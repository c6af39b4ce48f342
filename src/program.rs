//! # Program Model
//!
//! The assembler's output: a sparse binary image plus the symbol, alias and
//! relocation tables that describe it. A [`Program`] owns its symbols and
//! relocations; relocations point back at symbols through weak handles so
//! the reference graph has no strong cycle.

use std::cell::RefCell;
use std::collections::{BTreeMap, BTreeSet, HashMap};
use std::fmt::Write as _;
use std::rc::{Rc, Weak};

use thiserror::Error;

/// 16-bit flat address.
pub type Address = u16;

/// Signed 8-bit branch displacement.
pub type NearOffset = i8;

/// Fill pattern used when a sparse image is materialized densely and for
/// freshly powered-on RAM.
pub const FILL_BYTE: u8 = 0x55;

/// Compute the signed 8-bit displacement of a relative jump.
///
/// `position` is the address of the byte *after* the branch operand (the
/// address the CPU has reached when it applies the offset). Returns `None`
/// when the displacement does not fit in a signed byte.
///
/// # Examples
///
/// ```
/// use emu6502::program::relative_jump_offset;
///
/// // BNE at 0x1001 targeting 0x1000: operand at 0x1002, next byte 0x1003
/// assert_eq!(relative_jump_offset(0x1003, 0x1000), Some(-3));
/// assert_eq!(relative_jump_offset(0x1000, 0x1080), None);
/// ```
pub fn relative_jump_offset(position: Address, target: Address) -> Option<NearOffset> {
    let displacement = i32::from(target) - i32::from(position);
    i8::try_from(displacement).ok()
}

/// Attempt to write a byte over an address that already holds one, without
/// the overwrite flag.
#[derive(Debug, Clone, Copy, PartialEq, Eq, Error)]
#[error("address {address:#06x} already holds a byte")]
pub struct OverwriteError {
    pub address: Address,
}

/// Sparse mapping from address to byte.
///
/// Absent entries are undefined; [`SparseBinaryCode::dump_memory`] fills
/// them with [`FILL_BYTE`]. Writes refuse to clobber populated addresses
/// unless the overwrite flag is passed — ordinary emission must never
/// silently overlap, while relocation patches rewrite placeholders on
/// purpose.
#[derive(Debug, Clone, Default, PartialEq, Eq)]
pub struct SparseBinaryCode {
    sparse_map: BTreeMap<Address, u8>,
}

impl SparseBinaryCode {
    pub fn new() -> Self {
        Self::default()
    }

    /// Build an image from a contiguous byte run.
    pub fn with_bytes(base_address: Address, bytes: &[u8]) -> Self {
        let mut code = Self::new();
        // A fresh map cannot collide
        let _ = code.put_bytes(base_address, bytes, false);
        code
    }

    /// Insert one byte.
    pub fn put_byte(
        &mut self,
        address: Address,
        byte: u8,
        overwrite: bool,
    ) -> Result<(), OverwriteError> {
        if !overwrite && self.sparse_map.contains_key(&address) {
            return Err(OverwriteError { address });
        }
        self.sparse_map.insert(address, byte);
        Ok(())
    }

    /// Insert a byte run starting at `address`. Addresses wrap at 0xFFFF.
    pub fn put_bytes(
        &mut self,
        address: Address,
        bytes: &[u8],
        overwrite: bool,
    ) -> Result<(), OverwriteError> {
        for (index, byte) in bytes.iter().enumerate() {
            self.put_byte(address.wrapping_add(index as Address), *byte, overwrite)?;
        }
        Ok(())
    }

    pub fn get(&self, address: Address) -> Option<u8> {
        self.sparse_map.get(&address).copied()
    }

    pub fn len(&self) -> usize {
        self.sparse_map.len()
    }

    pub fn is_empty(&self) -> bool {
        self.sparse_map.is_empty()
    }

    /// Iterate populated `(address, byte)` pairs in address order.
    pub fn iter(&self) -> impl Iterator<Item = (Address, u8)> + '_ {
        self.sparse_map.iter().map(|(a, b)| (*a, *b))
    }

    /// `[min, max]` populated range, or `None` for an empty image.
    pub fn code_range(&self) -> Option<(Address, Address)> {
        let min = self.sparse_map.keys().next()?;
        let max = self.sparse_map.keys().next_back()?;
        Some((*min, *max))
    }

    /// Materialize the populated range as a dense byte vector, gaps filled
    /// with [`FILL_BYTE`]. The vector starts at the lowest populated
    /// address.
    pub fn dump_memory(&self) -> Vec<u8> {
        let Some((min, max)) = self.code_range() else {
            return Vec::new();
        };
        let mut dense = vec![FILL_BYTE; (max - min) as usize + 1];
        for (address, byte) in self.iter() {
            dense[(address - min) as usize] = byte;
        }
        dense
    }

    /// Render the image as hex-dump text, 16 bytes per row, with `--` for
    /// unpopulated cells.
    pub fn hex_dump(&self, line_prefix: &str) -> String {
        let Some((min, max)) = self.code_range() else {
            return String::new();
        };
        let mut out = String::new();
        let mut row = min & !0xF;
        loop {
            let populated = (0..16).any(|i| self.get(row + i).is_some());
            if populated {
                let _ = write!(out, "{line_prefix}{row:04x}:");
                for i in 0..16 {
                    match self.get(row + i) {
                        Some(byte) => {
                            let _ = write!(out, " {byte:02x}");
                        }
                        None => out.push_str(" --"),
                    }
                }
                out.push('\n');
            }
            match row.checked_add(16) {
                Some(next) if next <= max => row = next,
                _ => break,
            }
        }
        out
    }
}

/// Logical region tag attached to symbols; guides operand size selection
/// (zero-page vs absolute) for symbol references.
#[derive(Debug, Clone, Copy, PartialEq, Eq, Default)]
pub enum Segment {
    #[default]
    Unknown,
    ZeroPage,
    Code,
    Data,
    RoData,
    AbsoluteAddress,
}

/// How a relocation rewrites its patch site.
#[derive(Debug, Clone, Copy, PartialEq, Eq, PartialOrd, Ord)]
pub enum RelocationMode {
    /// Two bytes, little-endian target address.
    Absolute,
    /// One byte, signed displacement from the byte after the operand.
    Relative,
    /// One byte, low byte of the target; the high byte must be zero.
    ZeroPage,
}

impl RelocationMode {
    /// Number of bytes rewritten at the patch site.
    pub fn size(self) -> u8 {
        match self {
            RelocationMode::Absolute => 2,
            RelocationMode::Relative | RelocationMode::ZeroPage => 1,
        }
    }
}

/// One symbol in the program.
///
/// A symbol is *defined* once `offset` is set; until then it is an
/// imported / forward reference. `references` tracks every relocation that
/// depends on this symbol so they can be patched when the symbol is
/// defined.
#[derive(Debug, Default)]
pub struct SymbolInfo {
    pub name: String,
    pub offset: Option<Address>,
    pub imported: bool,
    pub segment: Segment,
    /// Source line where the symbol was defined or first referenced.
    pub line: usize,
    pub references: Vec<Weak<RelocationInfo>>,
}

impl PartialEq for SymbolInfo {
    fn eq(&self, other: &Self) -> bool {
        // The reference list is bookkeeping, not identity
        self.name == other.name
            && self.offset == other.offset
            && self.imported == other.imported
            && self.segment == other.segment
    }
}

/// A record that bytes at `position` depend on a symbol's final address.
///
/// Relocations are kept in the program's ordered set even after being
/// patched, so a linker or dumper can re-emit them.
#[derive(Debug)]
pub struct RelocationInfo {
    pub target_symbol: Weak<RefCell<SymbolInfo>>,
    pub position: Address,
    pub mode: RelocationMode,
}

impl PartialEq for RelocationInfo {
    fn eq(&self, other: &Self) -> bool {
        self.position == other.position && self.mode == other.mode
    }
}

impl Eq for RelocationInfo {}

impl PartialOrd for RelocationInfo {
    fn partial_cmp(&self, other: &Self) -> Option<std::cmp::Ordering> {
        Some(self.cmp(other))
    }
}

impl Ord for RelocationInfo {
    fn cmp(&self, other: &Self) -> std::cmp::Ordering {
        self.position
            .cmp(&other.position)
            .then(self.mode.cmp(&other.mode))
    }
}

/// Named byte sequence substituted textually at parse time.
#[derive(Debug, Clone, PartialEq, Eq)]
pub struct ValueAlias {
    pub name: String,
    pub value: Vec<u8>,
}

/// Assembler output: the sparse image plus symbol, alias and relocation
/// tables.
#[derive(Debug, Default)]
pub struct Program {
    pub sparse_binary_code: SparseBinaryCode,
    pub symbols: HashMap<String, Rc<RefCell<SymbolInfo>>>,
    pub aliases: HashMap<String, Rc<ValueAlias>>,
    pub relocations: BTreeSet<Rc<RelocationInfo>>,
}

impl Program {
    pub fn new() -> Self {
        Self::default()
    }

    pub fn add_symbol(&mut self, symbol: SymbolInfo) -> Rc<RefCell<SymbolInfo>> {
        let name = symbol.name.clone();
        let shared = Rc::new(RefCell::new(symbol));
        self.symbols.insert(name, shared.clone());
        shared
    }

    pub fn find_symbol(&self, name: &str) -> Option<Rc<RefCell<SymbolInfo>>> {
        self.symbols.get(name).cloned()
    }

    pub fn add_alias(&mut self, alias: ValueAlias) -> Rc<ValueAlias> {
        let name = alias.name.clone();
        let shared = Rc::new(alias);
        self.aliases.insert(name, shared.clone());
        shared
    }

    pub fn find_alias(&self, name: &str) -> Option<Rc<ValueAlias>> {
        self.aliases.get(name).cloned()
    }

    /// Address of a defined symbol, if present and defined.
    pub fn symbol_offset(&self, name: &str) -> Option<Address> {
        self.find_symbol(name).and_then(|s| s.borrow().offset)
    }
}

#[cfg(test)]
mod tests {
    use super::*;

    #[test]
    fn test_put_byte_rejects_silent_overwrite() {
        let mut code = SparseBinaryCode::new();
        code.put_byte(0x1000, 0xAA, false).unwrap();

        let err = code.put_byte(0x1000, 0xBB, false).unwrap_err();
        assert_eq!(err, OverwriteError { address: 0x1000 });
        assert_eq!(code.get(0x1000), Some(0xAA));

        // Explicit overwrite rewrites the placeholder
        code.put_byte(0x1000, 0xBB, true).unwrap();
        assert_eq!(code.get(0x1000), Some(0xBB));
    }

    #[test]
    fn test_put_bytes_and_range() {
        let mut code = SparseBinaryCode::new();
        code.put_bytes(0x2000, &[0x01, 0x02, 0x03], false).unwrap();
        code.put_byte(0x1FF0, 0xFF, false).unwrap();

        assert_eq!(code.code_range(), Some((0x1FF0, 0x2002)));
        assert_eq!(code.len(), 4);
    }

    #[test]
    fn test_dump_memory_fills_gaps() {
        let mut code = SparseBinaryCode::new();
        code.put_byte(0x10, 0x01, false).unwrap();
        code.put_byte(0x13, 0x02, false).unwrap();

        assert_eq!(code.dump_memory(), vec![0x01, FILL_BYTE, FILL_BYTE, 0x02]);
    }

    #[test]
    fn test_put_bytes_wraps_address_space() {
        let mut code = SparseBinaryCode::new();
        code.put_bytes(0xFFFF, &[0x11, 0x22], false).unwrap();
        assert_eq!(code.get(0xFFFF), Some(0x11));
        assert_eq!(code.get(0x0000), Some(0x22));
    }

    #[test]
    fn test_hex_dump_marks_gaps() {
        let mut code = SparseBinaryCode::new();
        code.put_byte(0x0000, 0xEA, false).unwrap();
        code.put_byte(0x0002, 0x42, false).unwrap();

        let dump = code.hex_dump("");
        assert!(dump.starts_with("0000: ea -- 42 --"));
    }

    #[test]
    fn test_relative_jump_offset() {
        // Branch to self: operand at P+1, next byte P+2, target P
        assert_eq!(relative_jump_offset(0x1002, 0x1000), Some(-2));
        // Forward over one byte
        assert_eq!(relative_jump_offset(0x0002, 0x0003), Some(1));
        // Extremes of the reachable window
        assert_eq!(relative_jump_offset(0x1000, 0x1000 - 128), Some(-128));
        assert_eq!(relative_jump_offset(0x1000, 0x1000 + 127), Some(127));
        assert_eq!(relative_jump_offset(0x1000, 0x1000 + 128), None);
    }

    #[test]
    fn test_relocation_ordering() {
        let a = Rc::new(RelocationInfo {
            target_symbol: Weak::new(),
            position: 0x1000,
            mode: RelocationMode::Relative,
        });
        let b = Rc::new(RelocationInfo {
            target_symbol: Weak::new(),
            position: 0x1000,
            mode: RelocationMode::Absolute,
        });
        let c = Rc::new(RelocationInfo {
            target_symbol: Weak::new(),
            position: 0x0800,
            mode: RelocationMode::ZeroPage,
        });

        let set: BTreeSet<_> = [a.clone(), b.clone(), c.clone()].into_iter().collect();
        let ordered: Vec<_> = set.into_iter().collect();
        assert_eq!(ordered, vec![c, b, a]);
    }

    #[test]
    fn test_relocation_mode_sizes() {
        assert_eq!(RelocationMode::Absolute.size(), 2);
        assert_eq!(RelocationMode::Relative.size(), 1);
        assert_eq!(RelocationMode::ZeroPage.size(), 1);
    }

    #[test]
    fn test_program_symbol_and_alias_lookup() {
        let mut program = Program::new();
        program.add_symbol(SymbolInfo {
            name: "START".into(),
            offset: Some(0x2000),
            ..SymbolInfo::default()
        });
        program.add_alias(ValueAlias {
            name: "MAGIC".into(),
            value: vec![0x42],
        });

        assert_eq!(program.symbol_offset("START"), Some(0x2000));
        assert!(program.find_symbol("MISSING").is_none());
        assert_eq!(program.find_alias("MAGIC").unwrap().value, vec![0x42]);
    }
}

:::

Copy every line of the data above in which the string "NearOffset" appears.

* Response to this task *
pub type NearOffset = i8;
pub fn relative_jump_offset(position: Address, target: Address) -> Option<NearOffset> {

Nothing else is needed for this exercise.